Provided records ▸

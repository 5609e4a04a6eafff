//! Drive a session to a given phase.

use roulette::domain::{Participant, RoundOutcome, SummarySubmission};
use roulette::{RunCheck, SessionContext, SessionError, SessionFlowService};

/// `start_run` then `start_round`: phase `locked`, round 1.
pub async fn to_locked(flow: &SessionFlowService, owner: &SessionContext) {
    flow.start_run(owner).await.expect("start run");
    flow.start_round(owner).await.expect("start round");
}

/// Through `end_round(outcome)`: phase `summary`.
pub async fn to_summary(flow: &SessionFlowService, owner: &SessionContext, outcome: RoundOutcome) {
    to_locked(flow, owner).await;
    flow.end_round(owner, outcome).await.expect("end round");
}

/// A valid summary for `participant` matching `outcome`, playing the first
/// alive resource on a loss.
pub fn summary_for(participant: &Participant, outcome: RoundOutcome) -> SummarySubmission {
    let lane = participant
        .main_role
        .expect("participant has a main role this round");
    match outcome {
        RoundOutcome::Win => SummarySubmission::win(lane),
        RoundOutcome::Loss => {
            let played = participant
                .alive_resources
                .iter()
                .next()
                .cloned()
                .expect("participant has an alive resource");
            SummarySubmission::loss(lane, played)
        }
    }
}

/// Every roster member reports `outcome`; returns the last run check.
pub async fn submit_all(
    flow: &SessionFlowService,
    ctx: &SessionContext,
    outcome: RoundOutcome,
) -> Result<RunCheck, SessionError> {
    let mut check = RunCheck::NotReady;
    for p in ctx.participants()? {
        check = flow
            .submit_summary(ctx, &p.id, summary_for(&p, outcome))
            .await?;
    }
    Ok(check)
}
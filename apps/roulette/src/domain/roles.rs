//! Lane roles and per-participant role slots.

use std::fmt;

use serde::{Deserialize, Serialize};

/// Size of the role universe; also the hard roster cap.
pub const ROLE_COUNT: usize = 5;

/// One of the five lanes a participant can be rolled into.
#[derive(Debug, Clone, Copy, PartialEq, Eq, PartialOrd, Ord, Hash, Serialize, Deserialize)]
#[serde(rename_all = "UPPERCASE")]
pub enum Role {
    Top,
    Jungle,
    Mid,
    Adc,
    Support,
}

impl Role {
    /// The canonical role universe, in display order.
    pub const ALL: [Role; ROLE_COUNT] = [
        Role::Top,
        Role::Jungle,
        Role::Mid,
        Role::Adc,
        Role::Support,
    ];

    pub const fn as_str(self) -> &'static str {
        match self {
            Role::Top => "TOP",
            Role::Jungle => "JUNGLE",
            Role::Mid => "MID",
            Role::Adc => "ADC",
            Role::Support => "SUPPORT",
        }
    }
}

impl fmt::Display for Role {
    fn fmt(&self, f: &mut fmt::Formatter<'_>) -> fmt::Result {
        f.write_str(self.as_str())
    }
}

/// Roles handed to one participant for a round.
///
/// `secondary` is never equal to `main`.
#[derive(Debug, Clone, Copy, PartialEq, Eq, Serialize, Deserialize)]
pub struct RoleAssignment {
    pub main: Role,
    pub secondary: Option<Role>,
}

/// Self-reported result of a round.
#[derive(Debug, Clone, Copy, PartialEq, Eq, Hash, Serialize, Deserialize)]
#[serde(rename_all = "UPPERCASE")]
pub enum RoundOutcome {
    Win,
    Loss,
}

impl fmt::Display for RoundOutcome {
    fn fmt(&self, f: &mut fmt::Formatter<'_>) -> fmt::Result {
        match self {
            RoundOutcome::Win => f.write_str("WIN"),
            RoundOutcome::Loss => f.write_str("LOSS"),
        }
    }
}
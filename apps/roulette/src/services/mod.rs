pub mod session_flow;
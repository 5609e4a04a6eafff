use tracing::{debug, info};

use super::{now, SessionFlowService};
use crate::channel::WriteBatch;
use crate::domain::{next_phase, ParticipantId, Phase, PhaseOperation};
use crate::error::SessionError;
use crate::session::{all_submitted, SessionContext};

/// Outcome of the elimination check.
#[derive(Debug, Clone, PartialEq, Eq)]
pub enum RunCheck {
    /// Not every participant has reported, or the session is not in a
    /// completed round.
    NotReady,
    /// Everyone reported and nobody ran out of resources.
    Continuing,
    /// The run ended; the session is back to `idle`.
    Reset {
        eliminated: Vec<ParticipantId>,
        run_counter: u32,
    },
    /// The preceding write committed but the check itself failed, usually
    /// because the reset batch was not accepted. Nothing was reset; run the
    /// check again.
    CheckFailed { error: SessionError },
}

impl RunCheck {
    pub fn is_reset(&self) -> bool {
        matches!(self, RunCheck::Reset { .. })
    }
}

impl SessionFlowService {
    /// Reset the run if the round is complete and someone has no alive
    /// resources left. Reads fresh snapshots on every call.
    pub async fn check_run_over(&self, ctx: &SessionContext) -> Result<RunCheck, SessionError> {
        let view = ctx.view();
        let state = view.session_state()?;
        if state.round == 0 || state.phase != Phase::Summary {
            return Ok(RunCheck::NotReady);
        }

        let participants = view.participants()?;
        if !all_submitted(state.round, &participants) {
            return Ok(RunCheck::NotReady);
        }

        let eliminated: Vec<ParticipantId> = participants
            .iter()
            .filter(|p| p.is_eliminated())
            .map(|p| p.id.clone())
            .collect();
        if eliminated.is_empty() {
            debug!(session_id = %ctx.session_id(), round = state.round, "Run continues");
            return Ok(RunCheck::Continuing);
        }

        let run_counter = self.reset_run(ctx).await?;
        info!(
            session_id = %ctx.session_id(),
            round = state.round,
            eliminated = ?eliminated,
            run_counter,
            "Run over"
        );
        Ok(RunCheck::Reset {
            eliminated,
            run_counter,
        })
    }

    /// Return the session to `idle` and wipe every run-scoped field in one
    /// batch. Cumulative and lifetime counters are kept.
    async fn reset_run(&self, ctx: &SessionContext) -> Result<u32, SessionError> {
        let view = ctx.view();
        let mut state = view.session_state()?;
        let mut stats = view.run_stats()?;
        let participants = view.participants()?;

        state.phase = next_phase(state.phase, PhaseOperation::ResetRun)?;
        state.round = 0;
        state.outcome = None;
        state.touch(now());

        stats.wins = 0;
        stats.losses = 0;
        stats.run_counter += 1;
        let run_counter = stats.run_counter;

        let mut batch = WriteBatch::new();
        batch.put_session(ctx.session_id(), state);
        batch.put_stats(ctx.session_id(), stats);
        for mut p in participants {
            p.reset_for_new_run();
            batch.put_participant(ctx.session_id(), p);
        }
        ctx.channel().atomic_write(batch).await?;

        debug!(session_id = %ctx.session_id(), phase = %Phase::Idle, run_counter, "Run reset");
        Ok(run_counter)
    }
}
//! In-process [`SharedStateChannel`] used by tests and the simulator.
//!
//! All records live behind one lock. A batch is validated, applied to a copy
//! of the store and published as a single new [`StoreSnapshot`] before the
//! lock is released. Readers either see the whole batch or none of it, and
//! batches are serialised so the last committed one wins.

use std::collections::BTreeMap;
use std::sync::Arc;

use async_trait::async_trait;
use parking_lot::Mutex;
use tokio::sync::watch;
use tracing::{debug, warn};

use super::subscription::StoreSnapshot;
use super::{ChannelError, Record, RecordPath, SharedStateChannel, Subscription, WriteBatch};

struct Inner {
    tx: watch::Sender<Arc<StoreSnapshot>>,
    /// Injected failures keyed by the write attempt they hit.
    failures: BTreeMap<u64, ChannelError>,
    attempts: u64,
    commits: u64,
}

impl Inner {
    fn current(&self) -> Arc<StoreSnapshot> {
        Arc::clone(&self.tx.borrow())
    }

    fn publish(&self, next: StoreSnapshot) {
        self.tx.send_replace(Arc::new(next));
    }

    fn commit(&mut self, batch: WriteBatch) -> Result<(), ChannelError> {
        self.attempts += 1;
        if let Some(err) = self.failures.remove(&self.attempts) {
            warn!(error = %err, records = batch.len(), attempt = self.attempts, "Injected write failure");
            return Err(err);
        }

        if let Some((path, _)) = batch.iter().find(|(path, record)| !record.fits(path)) {
            return Err(ChannelError::Rejected(format!(
                "record shape does not match {path}"
            )));
        }

        let count = batch.len();
        let mut next = StoreSnapshot::clone(&self.current());
        for (path, record) in batch.into_writes() {
            next.put(path, record);
        }
        next.bump_revision();
        let revision = next.revision();
        self.publish(next);

        self.commits += 1;
        debug!(records = count, commit = self.commits, revision, "Batch committed");
        Ok(())
    }
}

/// Shared state held in memory.
pub struct InMemoryChannel {
    inner: Mutex<Inner>,
}

impl Default for InMemoryChannel {
    fn default() -> Self {
        let (tx, _) = watch::channel(Arc::new(StoreSnapshot::default()));
        Self {
            inner: Mutex::new(Inner {
                tx,
                failures: BTreeMap::new(),
                attempts: 0,
                commits: 0,
            }),
        }
    }
}

impl InMemoryChannel {
    pub fn new() -> Self {
        Self::default()
    }

    /// Current committed value at `path`.
    pub fn read(&self, path: &RecordPath) -> Option<Record> {
        self.inner.lock().current().record(path)
    }

    /// Number of writes that have committed so far.
    pub fn commits(&self) -> u64 {
        self.inner.lock().commits
    }

    /// Make the next write fail with `err` and change nothing.
    pub fn fail_next_write(&self, err: ChannelError) {
        self.fail_write_after(0, err);
    }

    /// Let the next `skip` writes through, then fail the one after with
    /// `err`.
    pub fn fail_write_after(&self, skip: u64, err: ChannelError) {
        let mut inner = self.inner.lock();
        let attempt = inner.attempts + 1 + skip;
        inner.failures.insert(attempt, err);
    }

    /// Deliver a read failure into the error slot of every subscriber of
    /// `path`. The last good snapshot stays readable.
    pub fn push_read_error(&self, path: &RecordPath, err: ChannelError) {
        let inner = self.inner.lock();
        let mut next = StoreSnapshot::clone(&inner.current());
        next.set_error(path.clone(), err);
        next.bump_revision();
        inner.publish(next);
    }
}

#[async_trait]
impl SharedStateChannel for InMemoryChannel {
    fn subscribe(&self, path: &RecordPath) -> Subscription {
        let rx = self.inner.lock().tx.subscribe();
        Subscription::new(path.clone(), rx)
    }

    async fn atomic_write(&self, batch: WriteBatch) -> Result<(), ChannelError> {
        self.inner.lock().commit(batch)
    }

    async fn single_write(&self, path: RecordPath, record: Record) -> Result<(), ChannelError> {
        let mut batch = WriteBatch::new();
        batch.put(path, record);
        self.inner.lock().commit(batch)
    }
}
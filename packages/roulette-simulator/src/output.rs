//! JSON Lines output for simulation results.

use std::fs::{File, OpenOptions};
use std::io::{BufWriter, Write};
use std::path::{Path, PathBuf};

use crate::types::RunResult;

pub struct OutputWriter {
    writer: BufWriter<File>,
    path: PathBuf,
}

impl OutputWriter {
    /// Create `simulation_<timestamp>.jsonl` under `output_dir`.
    pub fn new(output_dir: &str) -> Result<Self, Box<dyn std::error::Error>> {
        let dir = Path::new(output_dir);
        std::fs::create_dir_all(dir)?;

        let timestamp = time::OffsetDateTime::now_utc()
            .format(&time::format_description::well_known::Iso8601::DEFAULT)
            .unwrap_or_else(|_| "unknown".to_string())
            .replace(':', "-");

        let path = dir.join(format!("simulation_{timestamp}.jsonl"));
        let file = OpenOptions::new()
            .create(true)
            .write(true)
            .truncate(true)
            .open(&path)?;

        Ok(Self {
            writer: BufWriter::new(file),
            path,
        })
    }

    pub fn write_run(&mut self, result: &RunResult) -> Result<(), Box<dyn std::error::Error>> {
        let json = serde_json::to_string(result)?;
        writeln!(self.writer, "{json}")?;
        Ok(())
    }

    pub fn finish(mut self) -> Result<PathBuf, Box<dyn std::error::Error>> {
        self.writer.flush()?;
        Ok(self.path)
    }
}
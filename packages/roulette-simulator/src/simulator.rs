//! Drives whole runs against an in-memory channel.
//!
//! Every participant gets its own `SessionContext`, as separate clients
//! would. The owner drives the phases; everyone locks in and reports.

use std::collections::BTreeSet;
use std::sync::Arc;
use std::time::Instant;

use rand::rngs::StdRng;
use rand::seq::IteratorRandom;
use rand::{Rng, SeedableRng};
use roulette::domain::{
    ParticipantId, ResourceId, Role, RoundOutcome, SessionId, SummarySubmission,
};
use roulette::{
    InMemoryChannel, RunCheck, SessionConfig, SessionContext, SessionError, SessionFlowService,
    SessionSeed,
};
use tracing::{debug, warn};

use crate::types::RunResult;

/// Chance that a participant reports kill participation in a round.
const KILL_PARTICIPATION_RATE: f64 = 0.3;

pub struct Simulator {
    participants: usize,
    max_rounds: u32,
    win_rate: f64,
    pool: Vec<ResourceId>,
    rng: StdRng,
}

impl Simulator {
    pub fn new(participants: usize, max_rounds: u32, win_rate: f64, seed: u64) -> Self {
        Self {
            participants,
            max_rounds,
            win_rate: win_rate.clamp(0.0, 1.0),
            pool: SessionConfig::default().resource_pool,
            rng: StdRng::seed_from_u64(seed),
        }
    }

    pub async fn simulate_run(&mut self, run: u32) -> Result<RunResult, SessionError> {
        let started = Instant::now();
        let seed: u64 = self.rng.random();
        let flow = SessionFlowService::new(SessionConfig::default().with_seed(seed))?;

        let channel = Arc::new(InMemoryChannel::new());
        let mut session = SessionSeed::new(SessionId::new(format!("sim-{run}")));
        for i in 0..self.participants {
            session = session.member(ParticipantId::new(format!("p{i}")), None);
        }
        session.write(channel.as_ref()).await?;

        let contexts = session
            .roster()
            .iter()
            .map(|id| session.enroll_as(channel.clone(), id))
            .collect::<Result<Vec<SessionContext>, SessionError>>()?;
        let owner = &contexts[0];

        flow.start_run(owner).await?;

        let mut result = RunResult {
            run,
            seed,
            participants: self.participants,
            run_counter: 0,
            rounds: 0,
            wins: 0,
            losses: 0,
            reset: false,
            eliminated: Vec::new(),
            duration_ms: 0.0,
        };

        while result.rounds < self.max_rounds {
            flow.start_round(owner).await?;
            result.rounds += 1;
            for ctx in &contexts {
                flow.lock_in(ctx).await?;
            }

            let outcome = if self.rng.random_bool(self.win_rate) {
                result.wins += 1;
                RoundOutcome::Win
            } else {
                result.losses += 1;
                RoundOutcome::Loss
            };
            flow.end_round(owner, outcome).await?;

            let mut check = RunCheck::NotReady;
            for ctx in &contexts {
                let me = ctx.me()?;
                let submission = self.random_summary(outcome, me.main_role, &me.alive_resources);
                check = flow.submit_summary(ctx, &me.id, submission).await?;
            }
            if let RunCheck::CheckFailed { error } = &check {
                warn!(run, round = result.rounds, %error, "Run check failed, retrying");
                check = flow.check_run_over(owner).await?;
            }

            debug!(run, round = result.rounds, check = ?check, "Round simulated");
            if let RunCheck::Reset {
                eliminated,
                run_counter,
            } = check
            {
                result.reset = true;
                result.run_counter = run_counter;
                result.eliminated = eliminated.iter().map(ToString::to_string).collect();
                break;
            }
        }

        if !result.reset {
            result.run_counter = owner.run_stats()?.run_counter;
        }
        for ctx in contexts {
            ctx.leave();
        }

        result.duration_ms = started.elapsed().as_secs_f64() * 1000.0;
        Ok(result)
    }

    fn random_summary(
        &mut self,
        outcome: RoundOutcome,
        main_role: Option<Role>,
        alive: &BTreeSet<ResourceId>,
    ) -> SummarySubmission {
        let lane = main_role.unwrap_or(Role::Mid);
        let mut submission = match outcome {
            RoundOutcome::Win => SummarySubmission::win(lane),
            RoundOutcome::Loss => SummarySubmission {
                outcome,
                reported_lane: Some(lane),
                kill_participation: false,
                gained_resource: None,
                played_resource: alive.iter().choose(&mut self.rng).cloned(),
            },
        };

        if self.rng.random_bool(KILL_PARTICIPATION_RATE) {
            let gained = self
                .pool
                .iter()
                .filter(|r| !alive.contains(*r))
                .choose(&mut self.rng)
                .cloned();
            if let Some(gained) = gained {
                submission = submission.with_gain(gained);
            }
        }
        submission
    }
}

Exercise aim ▸ Look through the entries above; find each line with the word "CheckFailed" and copy it.

Response below ▸
    CheckFailed { error: SessionError },
            if let RunCheck::CheckFailed { error } = &check {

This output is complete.